La città negata
Vezio De Lucia
Una delle conseguenze più gravi, anche se meno note, dell’apocalittico sviluppo industriale è il degrado urbanistico che sta corrodendo Taranto. Il paesaggio è irriconoscibile: a causa dell’inquinamento è quasi scomparsa l’agricoltura; la campagna è in gran parte una sconfinata e desolata distesa di sterpaglie bruciate dal sole e dagli incendi; è stato proibito l’allevamento del bestiame; sono state smaltite in discarica montagne di cozze coltivate nel Mar Piccolo. Il sindaco ha vietato ai bambini del quartiere Tamburi di giocare negli spazi verdi (è un eufemismo) contaminati da berillio, antimonio, piombo, zinco, cobalto nichel e altri veleni.
La colpa non è della città che avrebbe circondato la fabbrica, come ha dichiarato il ministro Clini, è vero esattamente il contrario. Fu una dissennata decisione industriale di prevedere un colossale impianto siderurgico (il più grande d’Europa) a ridosso del preesistente quartiere Ina Casa di Tamburi e fu criminale la sistemazione dei parchi minerari scoperti – quelli che diffondono le polveri e lasciano segni rossastri sui muri (figuriamoci nei polmoni) – nella parte della zona industriale più vicina alla città. Poi, sul mare dell’ex Lido Azzurro, una raffineria, e ancora: un cementificio, due centrali elettriche, cave e via di seguito. Per non farsi mancare nulla adesso si legge di pale eoliche lungo la costa.

Detto questo, si deve riconoscere che del degrado urbanistico sono responsabili anche il comune e gli altri enti pubblici cui competono le politiche territoriali. L’isola della Città Vecchia, la parte più antica del centro storico, anima e simbolo di Taranto, versa in condizioni abominevoli, è in rovina, quasi disabitata, in larga parte murata per impedire l’accesso nelle aree a rischio di crolli. Eppure Taranto fu la prima città d’Europa, prima di Bologna, alla fine degli anni Sessanta, a progettare il recupero del centro storico. Fu un’esperienza straordinaria, legata al nome di Franco Blandino, il benemerito architetto che ha dedicato la vita alla tutela e alla rinascita della sua città. Nel 1974 il Consiglio d’Europa riconobbe a Bologna e a Taranto il primato in materia di recupero del patrimonio abitativo storico.
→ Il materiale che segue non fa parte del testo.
const HELP: &[&str] = &[
    "  #quit                  - Exit the game",
    "  #save [name]           - Save the game",
    "  #load <name>           - Load a saved game",
    "  #slot save|load <n>    - Use a numbered save slot (1-10)",
    "  #saves                 - List save files",
    "  #status                - Show current game status",
    "  #roll <dice> [adv|dis] - Roll dice, e.g. #roll 2d6+3",
    "  #check <skill> <dc>    - Make a skill check",
    "  #fight [difficulty]    - Start a random encounter",
    "  #attack <target>       - Attack an enemy on your turn",
    "  #end                   - End your combat turn",
    "  #flee                  - Run from combat",
    "  #condition <who> <condition> [turns] - Apply a combat condition",
    "  #cure <who> <condition> - Remove a combat condition",
    "  #quest <name>          - Complete an active quest",
    "  #objective <quest> | <objective> - Complete a quest objective",
    "  #puzzle [riddle|logic] - Pose a puzzle",
    "  #answer <guess>        - Answer the open puzzle",
    "  #hint                  - Reveal the next puzzle hint",
    "  #achievements          - List unlocked achievements",
    "  #help                  - Show this help",
];

/// A parsed `#` command.
#[derive(Debug, Clone, PartialEq, Eq)]
pub enum Command {
    Quit,
    Save(Option<String>),
    Load(String),
    SaveSlot(u8),
    LoadSlot(u8),
    Saves,
    Status,
    Roll(String, Advantage),
    Check(String, i32),
    Fight(Difficulty),
    Attack(String),
    EndTurn,
    Flee,
    Condition {
        target: String,
        condition: CombatCondition,
        turns: Option<u32>,
    },
    Cure {
        target: String,
        condition: CombatCondition,
    },
    Quest(String),
    Objective {
        quest: String,
        objective: String,
    },
    Puzzle(String),
    Answer(String),
    Hint,
    Achievements,
    Help,
}

/// Parse the text after `#`.
pub fn parse_command(input: &str) -> Result<Command, String> {
    let parts: Vec<&str> = input.split_whitespace().collect();
    let rest = |from: usize| parts.get(from..).map(|p| p.join(" ")).unwrap_or_default();

    match parts.first().map(|p| p.to_lowercase()).as_deref() {
        Some("quit") | Some("exit") => Ok(Command::Quit),
        Some("save") => Ok(Command::Save(parts.get(1).map(|s| s.to_string()))),
        Some("load") => parts
            .get(1)
            .map(|s| Command::Load(s.to_string()))
            .ok_or_else(|| "Usage: #load <name>".to_string()),
        Some("slot") => {
            let usage = || "Usage: #slot save|load <1-10>".to_string();
            let slot: u8 = parts.get(2).and_then(|n| n.parse().ok()).ok_or_else(usage)?;
            match parts.get(1).copied() {
                Some("save") => Ok(Command::SaveSlot(slot)),
                Some("load") => Ok(Command::LoadSlot(slot)),
                _ => Err(usage()),
            }
        }
        Some("saves") => Ok(Command::Saves),
        Some("status") => Ok(Command::Status),
        Some("roll") => {
            let notation = parts
                .get(1)
                .ok_or_else(|| "Usage: #roll <dice> [adv|dis]".to_string())?;
            let advantage = match parts.get(2).map(|m| m.to_lowercase()).as_deref() {
                Some("adv") | Some("advantage") => Advantage::Advantage,
                Some("dis") | Some("disadvantage") => Advantage::Disadvantage,
                _ => Advantage::Normal,
            };
            Ok(Command::Roll(notation.to_string(), advantage))
        }
        Some("check") => {
            let usage = || "Usage: #check <skill> <dc>".to_string();
            let skill = parts.get(1).ok_or_else(usage)?;
            let dc = parts.get(2).and_then(|n| n.parse().ok()).ok_or_else(usage)?;
            Ok(Command::Check(skill.to_string(), dc))
        }
        Some("fight") => Ok(Command::Fight(
            parts
                .get(1)
                .map(|d| Difficulty::parse_or_default(d))
                .unwrap_or_default(),
        )),
        Some("attack") => match rest(1) {
            target if !target.is_empty() => Ok(Command::Attack(target)),
            _ => Err("Usage: #attack <target>".to_string()),
        },
        Some("end") => Ok(Command::EndTurn),
        Some("flee") => Ok(Command::Flee),
        Some("condition") => {
            let usage = || "Usage: #condition <who> <condition> [turns]".to_string();
            let args = parts.get(1..).unwrap_or_default();
            let (turns, args) = match args.split_last() {
                Some((last, init)) if init.len() >= 2 => match last.parse() {
                    Ok(turns) => (Some(turns), init),
                    Err(_) => (None, args),
                },
                _ => (None, args),
            };
            let (condition, target) = args.split_last().ok_or_else(usage)?;
            if target.is_empty() {
                return Err(usage());
            }
            Ok(Command::Condition {
                target: target.join(" "),
                condition: condition.parse::<CombatCondition>().map_err(|e| e.to_string())?,
                turns,
            })
        }
        Some("cure") => {
            let usage = || "Usage: #cure <who> <condition>".to_string();
            let (condition, target) = parts.get(1..).unwrap_or_default().split_last().ok_or_else(usage)?;
            if target.is_empty() {
                return Err(usage());
            }
            Ok(Command::Cure {
                target: target.join(" "),
                condition: condition.parse::<CombatCondition>().map_err(|e| e.to_string())?,
            })
        }
        Some("quest") => match rest(1) {
            quest if !quest.is_empty() => Ok(Command::Quest(quest)),
            _ => Err("Usage: #quest <name>".to_string()),
        },
        Some("objective") => {
            let usage = || "Usage: #objective <quest> | <objective>".to_string();
            let line = rest(1);
            let (quest, objective) = line.split_once('|').ok_or_else(usage)?;
            let (quest, objective) = (quest.trim(), objective.trim());
            if quest.is_empty() || objective.is_empty() {
                return Err(usage());
            }
            Ok(Command::Objective {
                quest: quest.to_string(),
                objective: objective.to_string(),
            })
        }
        Some("puzzle") => Ok(Command::Puzzle(
            parts.get(1).copied().unwrap_or("riddle").to_lowercase(),
        )),
        Some("answer") => match rest(1) {
            guess if !guess.is_empty() => Ok(Command::Answer(guess)),
            _ => Err("Usage: #answer <guess>".to_string()),
        },
        Some("hint") => Ok(Command::Hint),
        Some("achievements") => Ok(Command::Achievements),
        Some("help") => Ok(Command::Help),
        _ => Err("Unknown command. Type #help for help.".to_string()),
    }
}
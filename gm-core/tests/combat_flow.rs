//! Combat driven through the session, start to finish.

use gm_core::achievements::Milestone;
use gm_core::combat::CombatError;
use gm_core::{
    create_enemy, CombatStatus, Difficulty, GameSession, MockNarrator, SessionConfig, SessionError,
};
use tempfile::TempDir;

fn started(dir: &TempDir, seed: u64) -> GameSession {
    let config = SessionConfig::new(dir.path().join("saves"))
        .with_templates_dir(dir.path().join("templates"))
        .with_seed(seed);
    let mut session = GameSession::new(config, Box::new(MockNarrator::default())).unwrap();
    let hero = session.create_character("Brom", "dwarf", "fighter");
    session.start(hero, "the_bandit_menace");
    session
}

/// Attack the first enemy every turn until the fight ends.
fn fight(session: &mut GameSession, mut status: CombatStatus) -> CombatStatus {
    for _ in 0..500 {
        if status != CombatStatus::Ongoing {
            break;
        }
        let target = session.combat().enemies()[0].name.clone();
        status = session.attack(&target, None).unwrap().status;
        if status != CombatStatus::Ongoing {
            break;
        }
        status = session.advance_turn().unwrap().status;
    }
    status
}

#[test]
fn test_single_enemy_fight_resolves() {
    for seed in 0..5 {
        let dir = TempDir::new().unwrap();
        let mut session = started(&dir, seed);
        let gold_before = session.character().unwrap().gold;

        let opening = session
            .start_combat(
                vec![create_enemy("Goblin", "goblin", 1, Difficulty::Easy)],
                Difficulty::Easy,
            )
            .unwrap();
        assert_eq!(opening.start.initiative_order.len(), 2);
        assert!(session.state().unwrap().combat_active);

        let status = fight(&mut session, opening.opening.status);
        assert_ne!(status, CombatStatus::Ongoing);
        assert!(!session.combat().is_active());
        assert!(!session.state().unwrap().combat_active);

        let character = session.character().unwrap();
        match status {
            CombatStatus::Victory => {
                assert_eq!(
                    session.achievements().milestone(Milestone::EnemiesDefeated),
                    1
                );
                assert!(character.experience >= 50);
                assert!(character.gold >= gold_before);
                assert!(session.achievements().is_unlocked("first_blood"));
            }
            CombatStatus::Defeat => assert!(session.is_player_down()),
            other => panic!("unexpected status {other:?}"),
        }
    }
}

#[test]
fn test_encounter_at_current_location() {
    let dir = TempDir::new().unwrap();
    let mut session = started(&dir, 3);

    let opening = session.start_encounter(Difficulty::Hard).unwrap();
    let enemies = opening.start.initiative_order.len() - 1;
    assert!((3..=5).contains(&enemies));

    let status = fight(&mut session, opening.opening.status);
    assert_ne!(status, CombatStatus::Ongoing);
    let history = &session.state().unwrap().session_history;
    assert!(history
        .iter()
        .any(|h| h.entry.starts_with("Combat started against")));
}

#[test]
fn test_player_cannot_attack_out_of_combat() {
    let dir = TempDir::new().unwrap();
    let mut session = started(&dir, 1);
    assert!(matches!(
        session.attack("Goblin", None),
        Err(SessionError::Combat(CombatError::NotActive))
    ));
    assert!(matches!(
        session.advance_turn(),
        Err(SessionError::Combat(CombatError::NotActive))
    ));
    assert!(session.flee_combat().is_err());
}

#[test]
fn test_flee_ends_combat() {
    let dir = TempDir::new().unwrap();
    let mut session = started(&dir, 9);
    let opening = session
        .start_combat(
            vec![create_enemy("Orc", "orc", 3, Difficulty::Hard)],
            Difficulty::Hard,
        )
        .unwrap();
    if opening.opening.status != CombatStatus::Ongoing {
        return;
    }
    session.flee_combat().unwrap();
    assert!(!session.combat().is_active());
    assert!(!session.state().unwrap().combat_active);
}

#[test]
fn test_unknown_target_is_rejected() {
    let dir = TempDir::new().unwrap();
    let mut session = started(&dir, 11);
    let opening = session
        .start_combat(
            vec![create_enemy("Skeleton", "skeleton", 1, Difficulty::Medium)],
            Difficulty::Medium,
        )
        .unwrap();
    if opening.opening.status != CombatStatus::Ongoing {
        return;
    }
    assert!(matches!(
        session.attack("Dragon", None),
        Err(SessionError::Combat(CombatError::UnknownTarget(_)))
    ));
}
impl RollResult {
    pub fn faces(&self) -> impl Iterator<Item = u32> + '_ {
        self.terms.iter().flat_map(|t| t.rolls.iter().copied())
    }

    pub fn breakdown(&self) -> String {
        let mut out = String::new();
        for (i, term) in self.terms.iter().enumerate() {
            if term.subtract {
                out.push_str(" - ");
            } else if i > 0 {
                out.push_str(" + ");
            }
            out.push_str(&term.render());
        }
        match self.modifier.cmp(&0) {
            Ordering::Greater => out.push_str(&format!(" + {}", self.modifier)),
            Ordering::Less => out.push_str(&format!(" - {}", self.modifier.unsigned_abs())),
            Ordering::Equal => {}
        }
        out
    }

    pub fn meets_dc(&self, dc: i32) -> bool {
        self.total >= i64::from(dc)
    }

    pub fn is_critical(&self) -> bool {
        self.natural == Some(20)
    }

    pub fn is_fumble(&self) -> bool {
        self.natural == Some(1)
    }
}

impl fmt::Display for RollResult {
    fn fmt(&self, f: &mut fmt::Formatter<'_>) -> fmt::Result {
        write!(f, "{}: {} = {}", self.notation, self.breakdown(), self.total)
    }
}

pub fn roll(notation: &str) -> Result<RollResult, DiceError> {
    DiceExpression::parse(notation).map(|expr| expr.roll())
}

pub fn roll_with_advantage(notation: &str, advantage: Advantage) -> Result<RollResult, DiceError> {
    DiceExpression::parse(notation).map(|expr| expr.roll_with_advantage(advantage))
}

pub(crate) fn roll_die<R: Rng + ?Sized>(sides: u32, rng: &mut R) -> u32 {
    rng.gen_range(1..=sides.max(1))
}
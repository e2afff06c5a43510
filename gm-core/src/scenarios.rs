//! Built-in starting scenarios.

use crate::difficulty::Difficulty;
use serde::Serialize;

pub const DEFAULT_SCENARIO: &str = "the_cursed_tavern";

#[derive(Debug, Clone, PartialEq, Eq, Serialize)]
pub struct Scenario {
    pub id: &'static str,
    pub name: &'static str,
    pub description: &'static str,
    pub difficulty: Difficulty,
    pub starting_location: &'static str,
    /// Seeds the first narration of a new game.
    pub opening_prompt: &'static str,
    pub themes: &'static [&'static str],
    pub recommended_level: u32,
}

static SCENARIOS: [Scenario; 3] = [
    Scenario {
        id: "the_cursed_tavern",
        name: "The Cursed Tavern",
        description: "A mysterious curse has befallen the local tavern, causing furniture to come alive \
                      and attack patrons.",
        difficulty: Difficulty::Medium,
        starting_location: "town_square",
        opening_prompt: "The character arrives in the small town of Millbrook at dusk. The Rusty Tankard, \
                         which should be bustling at this hour, is boarded up. From inside come creaks, \
                         scrapes, and the sound of furniture dragging itself across the floor. Set the \
                         scene with sensory detail and invite the player to investigate.",
        themes: &["mystery", "horror", "urban"],
        recommended_level: 1,
    },
    Scenario {
        id: "the_lost_treasure",
        name: "The Lost Treasure",
        description: "An ancient map leads to a hidden treasure, but the path is dangerous and filled \
                      with traps.",
        difficulty: Difficulty::Hard,
        starting_location: "adventurers_guild",
        opening_prompt: "A dying adventurer presses a faded map into the character's hands. It marks a \
                         route through a forest, across a ravine and into a mountain cave where a \
                         legendary treasure lies, with warnings of traps and guardians scrawled along \
                         the way. Describe how the map changes hands and the danger ahead.",
        themes: &["adventure", "exploration", "treasure"],
        recommended_level: 2,
    },
    Scenario {
        id: "the_bandit_menace",
        name: "The Bandit Menace",
        description: "Bandits have been terrorizing the trade routes. The local lord offers a reward \
                      for clearing them out.",
        difficulty: Difficulty::Easy,
        starting_location: "lord_manor",
        opening_prompt: "The local lord has summoned the character to the manor. Bandits operating from \
                         an old fort a day's ride away have been raiding merchant caravans, and the lord \
                         offers a generous reward to whoever ends the threat. Describe the briefing and \
                         make the stakes feel urgent.",
        themes: &["combat", "justice", "reward"],
        recommended_level: 1,
    },
];

/// Scenario by id; unknown ids get the cursed tavern.
pub fn get(id: &str) -> &'static Scenario {
    SCENARIOS
        .iter()
        .find(|s| s.id.eq_ignore_ascii_case(id.trim()))
        .unwrap_or(&SCENARIOS[0])
}

pub fn list() -> &'static [Scenario] {
    &SCENARIOS
}

pub fn by_difficulty(difficulty: Difficulty) -> Vec<&'static Scenario> {
    SCENARIOS.iter().filter(|s| s.difficulty == difficulty).collect()
}

#[cfg(test)]
mod tests {
    use super::*;

    #[test]
    fn test_lookup_and_fallback() {
        assert_eq!(get("the_lost_treasure").starting_location, "adventurers_guild");
        assert_eq!(get("no_such_scenario").id, DEFAULT_SCENARIO);
        assert_eq!(get(DEFAULT_SCENARIO).recommended_level, 1);
    }

    #[test]
    fn test_by_difficulty() {
        let easy = by_difficulty(Difficulty::Easy);
        assert_eq!(easy.len(), 1);
        assert_eq!(easy[0].id, "the_bandit_menace");
        assert_eq!(list().len(), 3);
    }
}
fn roll_initiative<C, R>(combatant: &C, is_player: bool, rng: &mut R) -> InitiativeEntry
where
    C: Creature + ?Sized,
    R: Rng + ?Sized,
{
    let dex_modifier = combatant.initiative_modifier();
    InitiativeEntry {
        name: combatant.name().to_string(),
        initiative: roll_die(20, rng) as i32 + dex_modifier,
        dex_modifier,
        is_player,
    }
}

/// Names key conditions and turn order, so they must be unique.
fn dedupe_names(enemies: &mut [Enemy], player_name: &str) {
    let mut seen: Vec<String> = vec![player_name.to_lowercase()];
    for enemy in enemies.iter_mut() {
        let base = enemy.name.clone();
        let mut n = 2;
        while seen.contains(&enemy.name.to_lowercase()) {
            enemy.name = format!("{base} ({n})");
            n += 1;
        }
        seen.push(enemy.name.to_lowercase());
    }
}
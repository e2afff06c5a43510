//! Difficulty levels and the scaling tables keyed on them.

use serde::{Deserialize, Serialize};
use std::fmt;
use std::ops::RangeInclusive;
use std::str::FromStr;

#[derive(Debug, Clone, Copy, PartialEq, Eq, Hash, Default, Serialize, Deserialize)]
#[serde(rename_all = "snake_case")]
pub enum Difficulty {
    Easy,
    #[default]
    Medium,
    Hard,
}

impl Difficulty {
    pub fn all() -> [Difficulty; 3] {
        [Difficulty::Easy, Difficulty::Medium, Difficulty::Hard]
    }

    /// Lenient parse: anything unrecognized is Medium.
    pub fn parse_or_default(s: &str) -> Self {
        s.parse().unwrap_or_default()
    }

    pub fn as_str(&self) -> &'static str {
        match self {
            Difficulty::Easy => "easy",
            Difficulty::Medium => "medium",
            Difficulty::Hard => "hard",
        }
    }

    /// Scales enemy level and hit points.
    pub fn enemy_multiplier(&self) -> f64 {
        match self {
            Difficulty::Easy => 0.8,
            Difficulty::Medium => 1.0,
            Difficulty::Hard => 1.3,
        }
    }

    /// Scales quest XP and gold.
    pub fn reward_multiplier(&self) -> f64 {
        match self {
            Difficulty::Easy => 0.7,
            Difficulty::Medium => 1.0,
            Difficulty::Hard => 1.5,
        }
    }

    /// How many enemies a random encounter may contain.
    pub fn encounter_size(&self) -> RangeInclusive<usize> {
        match self {
            Difficulty::Easy => 1..=2,
            Difficulty::Medium => 2..=3,
            Difficulty::Hard => 3..=5,
        }
    }

    /// `max(1, floor(level * multiplier))`.
    pub fn scale_level(&self, level: u32) -> u32 {
        ((level as f64 * self.enemy_multiplier()).floor() as u32).max(1)
    }
}

impl FromStr for Difficulty {
    type Err = String;

    fn from_str(s: &str) -> Result<Self, Self::Err> {
        match s.trim().to_lowercase().as_str() {
            "easy" => Ok(Difficulty::Easy),
            "medium" | "normal" => Ok(Difficulty::Medium),
            "hard" => Ok(Difficulty::Hard),
            other => Err(format!("unknown difficulty: {other}")),
        }
    }
}

impl fmt::Display for Difficulty {
    fn fmt(&self, f: &mut fmt::Formatter<'_>) -> fmt::Result {
        f.write_str(self.as_str())
    }
}
//! Standing with factions and individual NPCs.

use serde::{Deserialize, Serialize};
use std::collections::HashMap;
use std::fmt;
use thiserror::Error;
use tracing::debug;

pub const MIN_REPUTATION: i32 = -100;
pub const MAX_REPUTATION: i32 = 100;

#[derive(Debug, Error, PartialEq, Eq)]
pub enum ReputationError {
    #[error("reputation target needs a name")]
    EmptyTarget,
}

/// Who the reputation is with.
#[derive(Debug, Clone, PartialEq, Eq, Hash)]
pub enum ReputationTarget {
    Faction(String),
    Npc(String),
}

impl ReputationTarget {
    pub fn name(&self) -> &str {
        match self {
            ReputationTarget::Faction(name) | ReputationTarget::Npc(name) => name,
        }
    }

    pub fn kind(&self) -> TargetKind {
        match self {
            ReputationTarget::Faction(_) => TargetKind::Faction,
            ReputationTarget::Npc(_) => TargetKind::Npc,
        }
    }
}

#[derive(Debug, Clone, Copy, PartialEq, Eq, Hash, Serialize, Deserialize)]
#[serde(rename_all = "snake_case")]
pub enum TargetKind {
    Faction,
    Npc,
}

impl fmt::Display for ReputationTarget {
    fn fmt(&self, f: &mut fmt::Formatter<'_>) -> fmt::Result {
        match self {
            ReputationTarget::Faction(name) => write!(f, "faction {name}"),
            ReputationTarget::Npc(name) => write!(f, "{name}"),
        }
    }
}

#[derive(Debug, Clone, Copy, PartialEq, Eq, Serialize, Deserialize)]
pub enum ReputationLevel {
    Revered,
    Friendly,
    Neutral,
    Unfriendly,
    Hostile,
    Hated,
}

impl ReputationLevel {
    pub fn from_score(score: i32) -> Self {
        match score {
            s if s >= 80 => ReputationLevel::Revered,
            s if s >= 50 => ReputationLevel::Friendly,
            s if s >= 20 => ReputationLevel::Neutral,
            s if s >= -20 => ReputationLevel::Unfriendly,
            s if s >= -50 => ReputationLevel::Hostile,
            _ => ReputationLevel::Hated,
        }
    }
}

impl fmt::Display for ReputationLevel {
    fn fmt(&self, f: &mut fmt::Formatter<'_>) -> fmt::Result {
        fmt::Debug::fmt(self, f)
    }
}

/// How an NPC treats the player.
#[derive(Debug, Clone, PartialEq, Serialize)]
pub struct NpcReaction {
    pub reputation: i32,
    pub level: ReputationLevel,
    pub dialogue_modifier: i32,
    pub willingness_to_help: f64,
    /// Fraction off shop prices.
    pub discount: f64,
    pub description: &'static str,
}

/// One recorded change.
#[derive(Debug, Clone, PartialEq, Eq, Serialize, Deserialize)]
pub struct ReputationEvent {
    #[serde(rename = "type")]
    pub kind: TargetKind,
    pub target: String,
    pub change: i32,
    pub new_reputation: i32,
    pub reason: String,
}

/// Returned by [`ReputationSystem::modify`].
#[derive(Debug, Clone, PartialEq, Eq)]
pub struct ReputationChange {
    pub target: ReputationTarget,
    pub old_reputation: i32,
    pub new_reputation: i32,
    pub change: i32,
}

impl ReputationChange {
    pub fn level(&self) -> ReputationLevel {
        ReputationLevel::from_score(self.new_reputation)
    }
}

/// Scores are clamped to [`MIN_REPUTATION`]..=[`MAX_REPUTATION`]; unknown
/// targets read as 0.
#[derive(Debug, Clone, Default, PartialEq, Eq, Serialize, Deserialize)]
pub struct ReputationSystem {
    #[serde(default)]
    pub faction_reputations: HashMap<String, i32>,
    #[serde(default)]
    pub npc_reputations: HashMap<String, i32>,
    #[serde(default)]
    pub reputation_history: Vec<ReputationEvent>,
}

impl ReputationSystem {
    pub fn new() -> Self {
        Self::default()
    }

    pub fn faction(&self, faction: &str) -> i32 {
        self.faction_reputations.get(faction).copied().unwrap_or(0)
    }

    pub fn npc(&self, npc: &str) -> i32 {
        self.npc_reputations.get(npc).copied().unwrap_or(0)
    }

    pub fn get(&self, target: &ReputationTarget) -> i32 {
        match target {
            ReputationTarget::Faction(name) => self.faction(name),
            ReputationTarget::Npc(name) => self.npc(name),
        }
    }

    pub fn modify(
        &mut self,
        target: ReputationTarget,
        amount: i32,
        reason: impl Into<String>,
    ) -> Result<ReputationChange, ReputationError> {
        if target.name().trim().is_empty() {
            return Err(ReputationError::EmptyTarget);
        }

        let scores = match &target {
            ReputationTarget::Faction(_) => &mut self.faction_reputations,
            ReputationTarget::Npc(_) => &mut self.npc_reputations,
        };
        let score = scores.entry(target.name().to_string()).or_insert(0);
        let old_reputation = *score;
        *score = old_reputation
            .saturating_add(amount)
            .clamp(MIN_REPUTATION, MAX_REPUTATION);
        let new_reputation = *score;

        debug!(%target, old_reputation, new_reputation, "reputation changed");
        self.reputation_history.push(ReputationEvent {
            kind: target.kind(),
            target: target.name().to_string(),
            change: amount,
            new_reputation,
            reason: reason.into(),
        });

        Ok(ReputationChange {
            target,
            old_reputation,
            new_reputation,
            change: amount,
        })
    }

    pub fn level(&self, target: &ReputationTarget) -> ReputationLevel {
        ReputationLevel::from_score(self.get(target))
    }

    pub fn npc_reaction(&self, npc: &str) -> NpcReaction {
        let reputation = self.npc(npc);
        let level = ReputationLevel::from_score(reputation);
        let (dialogue_modifier, willingness_to_help, discount, description) = match level {
            ReputationLevel::Revered => (
                10,
                1.0,
                0.5,
                "They trust you completely and will go out of their way to help.",
            ),
            ReputationLevel::Friendly => (5, 0.8, 0.2, "They like you and are generally helpful."),
            ReputationLevel::Neutral => (0, 0.5, 0.0, "They don't know you well, neutral attitude."),
            ReputationLevel::Unfriendly => (-5, 0.3, 0.0, "They're wary of you and less helpful."),
            ReputationLevel::Hostile => (-10, 0.1, 0.0, "They dislike you and may refuse to help."),
            ReputationLevel::Hated => (-20, 0.0, 0.0, "They despise you and may attack on sight."),
        };

        NpcReaction {
            reputation,
            level,
            dialogue_modifier,
            willingness_to_help,
            discount,
            description,
        }
    }
}

#[cfg(test)]
mod tests {
    use super::*;

    #[test]
    fn test_levels() {
        assert_eq!(ReputationLevel::from_score(100), ReputationLevel::Revered);
        assert_eq!(ReputationLevel::from_score(80), ReputationLevel::Revered);
        assert_eq!(ReputationLevel::from_score(79), ReputationLevel::Friendly);
        assert_eq!(ReputationLevel::from_score(20), ReputationLevel::Neutral);
        assert_eq!(ReputationLevel::from_score(0), ReputationLevel::Unfriendly);
        assert_eq!(ReputationLevel::from_score(-20), ReputationLevel::Unfriendly);
        assert_eq!(ReputationLevel::from_score(-21), ReputationLevel::Hostile);
        assert_eq!(ReputationLevel::from_score(-51), ReputationLevel::Hated);
    }

    #[test]
    fn test_modify_clamps_and_records() {
        let mut rep = ReputationSystem::new();
        let change = rep
            .modify(ReputationTarget::Npc("Mara".into()), 150, "saved her life")
            .unwrap();
        assert_eq!(change.old_reputation, 0);
        assert_eq!(change.new_reputation, 100);
        assert_eq!(change.change, 150);

        rep.modify(ReputationTarget::Npc("Mara".into()), -250, "betrayal")
            .unwrap();
        assert_eq!(rep.npc("Mara"), -100);
        assert_eq!(rep.reputation_history.len(), 2);
        assert_eq!(rep.reputation_history[1].new_reputation, -100);
        assert_eq!(rep.faction("Mara"), 0);
    }

    #[test]
    fn test_empty_target_rejected() {
        let mut rep = ReputationSystem::new();
        assert_eq!(
            rep.modify(ReputationTarget::Faction("  ".into()), 5, ""),
            Err(ReputationError::EmptyTarget)
        );
        assert!(rep.reputation_history.is_empty());
    }

    #[test]
    fn test_npc_reaction() {
        let mut rep = ReputationSystem::new();
        let stranger = rep.npc_reaction("Nobody");
        assert_eq!(stranger.level, ReputationLevel::Unfriendly);
        assert_eq!(stranger.dialogue_modifier, -5);

        rep.modify(ReputationTarget::Npc("Bram".into()), 60, "").unwrap();
        let friend = rep.npc_reaction("Bram");
        assert_eq!(friend.level, ReputationLevel::Friendly);
        assert_eq!(friend.discount, 0.2);
    }

    #[test]
    fn test_snapshot_round_trip() {
        let mut rep = ReputationSystem::new();
        rep.modify(ReputationTarget::Faction("Town Guard".into()), 25, "helped")
            .unwrap();
        let json = serde_json::to_value(&rep).unwrap();
        assert_eq!(json["reputation_history"][0]["type"], "faction");
        assert_eq!(json["reputation_history"][0]["target"], "Town Guard");

        let back: ReputationSystem = serde_json::from_value(json).unwrap();
        assert_eq!(back, rep);
    }
}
Grazie alle leggi di riforma degli anni Settanta e a cessioni volontarie il comune acquisì circa trecento alloggi degradati destinandoli a edilizia popolare. La maggior parte delle famiglie che oggi abitano nella Città Vecchia sono inquilini di quegli alloggi.

Poi è cambiato tutto. A partire dagli anni Ottanta, come si sa, è cominciato lo smantellamento delle leggi di riforma, l’edilizia residenziale pubblica è stata abrogata, ha comandato la filosofia dei padroni in casa propria. Il recupero del centro storico è stato a poco a poco dimenticato, a Taranto come in tutte le altre città d’Italia. Ma a Taranto, proprio per compensare la prepotenza di una spietata industrializzazione sarebbe stato importante ( è importante ) un impegno eccezionale di comune e regione per migliorare la qualità della vita, cominciando dalla Città Vecchia, per non arrendersi alla spirale perversa della degradazione e dell’abbandono. Se sono indispensabili radicali azioni di contrasto dell’inquinamento industriale, non meno importante è il recupero della vivibilità urbana, anche per bloccare la fuga dalla città: negli ultimi trent’anni Taranto è stata abbandonata da più di cinquantamila abitanti.